Sit With Us app helps kids find people to eat lunch with at school

After spending an entire year eating lunch alone, a teen girl created the Sit With Us app to help other kids avoid lonely meals in the school cafeteria.

The Sit With Us app lets kids label themselves as ambassadors, which lets other students know it’s safe to sit with them. The ambassadors can also post open lunch events in the app that signal to kids who are looking for a lunch buddy that there’s a table of people waiting for them. Natalie Hampton, a 16-year-old from Sherman Oaks, California, is the brains behind the genius app that’ll help countless kids. She’s a junior now, but Hampton’s own experiences eating alone led to bullying and eventually her desire to create the app.

Image via iTunes.

When she was in seventh grade, Hampton spent every lunch period eating alone. She told the Los Angeles Daily News that it made her a target for school bullies. “I was a shell of the person I was,” she explained. “When I walked into a classroom I was planning an escape route.” Various bullying attacks left the young girl with nightmares, depression, and at one point a hospital stay due to health issues from the stress of it all.
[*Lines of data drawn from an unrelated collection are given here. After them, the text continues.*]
use std::path::PathBuf;

use clap::Parser;
use color_eyre::eyre::{eyre, Result};
use log::LevelFilter;
use simple_logger::SimpleLogger;

use ls8::machine::Machine;
use ls8::memory::Memory;
use ls8::output::Stdout;

/// Runs an LS-8 program
#[derive(Debug, Parser)]
#[command(version, about)]
struct Args {
    /// Program file, one byte per line in binary, `#` starts a comment
    program: PathBuf,

    /// Log PC, the next three bytes and all registers before every instruction
    #[arg(long)]
    trace: bool,

    /// error, warn, info, debug or trace
    #[arg(long, default_value = "warn", value_parser = parse_level)]
    log_level: LevelFilter,

    /// Dump the loaded memory image (logged at debug level)
    #[arg(long)]
    dump: bool,
}

fn parse_level(s: &str) -> Result<LevelFilter, String> {
    s.parse()
        .map_err(|_| format!("unknown log level `{}`", s))
}

fn main() -> Result<()> {
    color_eyre::install()?; // rust error handling

    let args = Args::parse();
    let level = if args.trace {
        LevelFilter::Trace
    } else {
        args.log_level
    };
    SimpleLogger::new()
        .with_level(level)
        .init()
        .map_err(|err| eyre!("Failed to set up logging: {}", err))?;

    let memory = Memory::from_file(&args.program)?;
    if args.dump {
        memory.dump();
    }

    let mut machine = Machine::with_memory(memory, Stdout);
    machine.run()
}
//! Wire model shared by the huddle relay and call clients.

mod error;
pub mod model;
pub mod utils;

pub use error::ProtocolError;
pub use model::*;
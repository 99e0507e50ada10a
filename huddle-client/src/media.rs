use async_trait::async_trait;
use std::fmt;
use thiserror::Error;
use tracing::{debug, info};
use uuid::Uuid;

#[derive(Debug, Clone, PartialEq, Eq, Error)]
pub enum MediaError {
    #[error("capture permission denied")]
    PermissionDenied,
    #[error("no capture devices available")]
    NoDevices,
    #[error("{0}")]
    Other(String),
}

#[derive(Debug, Clone, Copy, PartialEq, Eq, Hash)]
pub enum TrackKind {
    Audio,
    Video,
}

#[derive(Debug, Clone, PartialEq, Eq)]
pub struct LocalTrack {
    pub id: String,
    pub kind: TrackKind,
}

type ReleaseHook = Box<dyn FnOnce() + Send + Sync>;

/// Captured local media, owned by exactly one session.
///
/// Peer transports only read the track list. Dropping the stream without
/// calling [`LocalStream::release`] does not run the release hook.
pub struct LocalStream {
    id: String,
    tracks: Vec<LocalTrack>,
    on_release: Option<ReleaseHook>,
}

impl LocalStream {
    pub fn new(id: impl Into<String>, tracks: Vec<LocalTrack>) -> Self {
        Self {
            id: id.into(),
            tracks,
            on_release: None,
        }
    }

    /// Run `hook` when the stream is released, e.g. to stop capture devices.
    pub fn with_release_hook(mut self, hook: impl FnOnce() + Send + Sync + 'static) -> Self {
        self.on_release = Some(Box::new(hook));
        self
    }

    pub fn id(&self) -> &str {
        &self.id
    }

    pub fn tracks(&self) -> &[LocalTrack] {
        &self.tracks
    }

    pub fn release(mut self) {
        debug!("Releasing local stream {}", self.id);
        if let Some(hook) = self.on_release.take() {
            hook();
        }
    }
}

impl fmt::Debug for LocalStream {
    fn fmt(&self, f: &mut fmt::Formatter<'_>) -> fmt::Result {
        f.debug_struct("LocalStream")
            .field("id", &self.id)
            .field("tracks", &self.tracks)
            .finish_non_exhaustive()
    }
}

/// Handle to a stream received from a remote peer.
///
/// The session only keeps it to announce when it ends.
#[derive(Debug, Clone, PartialEq, Eq)]
pub struct RemoteStream {
    pub id: String,
    pub track_ids: Vec<String>,
}

#[async_trait]
pub trait MediaSource: Send + Sync {
    /// May suspend for as long as the user takes to grant access.
    async fn acquire(&self) -> Result<LocalStream, MediaError>;
}

/// Track descriptors without real capture, for headless participants.
#[derive(Debug, Clone)]
pub struct SyntheticMediaSource {
    audio: bool,
    video: bool,
    denied: bool,
}

impl SyntheticMediaSource {
    pub fn new(audio: bool, video: bool) -> Self {
        Self {
            audio,
            video,
            denied: false,
        }
    }

    /// A source whose every acquisition is refused.
    pub fn deny() -> Self {
        Self {
            audio: true,
            video: true,
            denied: true,
        }
    }
}

impl Default for SyntheticMediaSource {
    fn default() -> Self {
        Self::new(true, true)
    }
}

#[async_trait]
impl MediaSource for SyntheticMediaSource {
    async fn acquire(&self) -> Result<LocalStream, MediaError> {
        if self.denied {
            return Err(MediaError::PermissionDenied);
        }

        let mut tracks = Vec::new();
        if self.audio {
            tracks.push(LocalTrack {
                id: format!("audio-{}", Uuid::new_v4()),
                kind: TrackKind::Audio,
            });
        }
        if self.video {
            tracks.push(LocalTrack {
                id: format!("video-{}", Uuid::new_v4()),
                kind: TrackKind::Video,
            });
        }
        if tracks.is_empty() {
            return Err(MediaError::NoDevices);
        }

        let stream = LocalStream::new(format!("local-{}", Uuid::new_v4()), tracks);
        info!(
            "Acquired synthetic stream {} ({} track(s))",
            stream.id(),
            stream.tracks().len()
        );
        Ok(stream)
    }
}
use huddle_core::{PeerId, RoomId};
use tracing::info;

/// Receives call lifecycle system messages for a room's chat.
///
/// Calls are fire-and-forget: implementations must not block the session.
pub trait ChatNotifier: Send + Sync {
    fn call_started(&self, room_id: &RoomId, peer_id: &PeerId);
    fn call_ended(&self, room_id: &RoomId, peer_id: &PeerId);
}

/// Writes the system messages to the log.
#[derive(Debug, Default, Clone, Copy)]
pub struct LogChatNotifier;

impl ChatNotifier for LogChatNotifier {
    fn call_started(&self, room_id: &RoomId, peer_id: &PeerId) {
        info!("[room '{}'] {} started a call", room_id, peer_id);
    }

    fn call_ended(&self, room_id: &RoomId, peer_id: &PeerId) {
        info!("[room '{}'] {} left the call", room_id, peer_id);
    }
}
Knowing that other kids have been bullied prompted the now 16-year-old to find a tech-savvy solution and the Sit With Us app was born. And the best part, according to Hampton, is that the privacy lets kids avoid public rejection. “This way it’s very private. It’s through the phone. No one else has to know,” she explained to NPR. “And you know that you’re not going to be rejected once you get to the table.”

Most of us have a story or two about lonely lunches as a kid. Recently, a college football player had lunch with a boy who has autism and a photo of them eating together is going viral since the kid typically eats alone. I remember spending freshman year of high school in the library at lunch. A love for reading made the loneliness less jarring. Our similar experiences are the reason Hampton’s app will no likely be a huge success.

Image via iTunes.

The teen told NPR that she’s received lots of positive feedback since launching Sit With Us just last week. “People are already posting open lunches at my school,” she shared. “So I’m very excited that things are already kicking off with a great start.”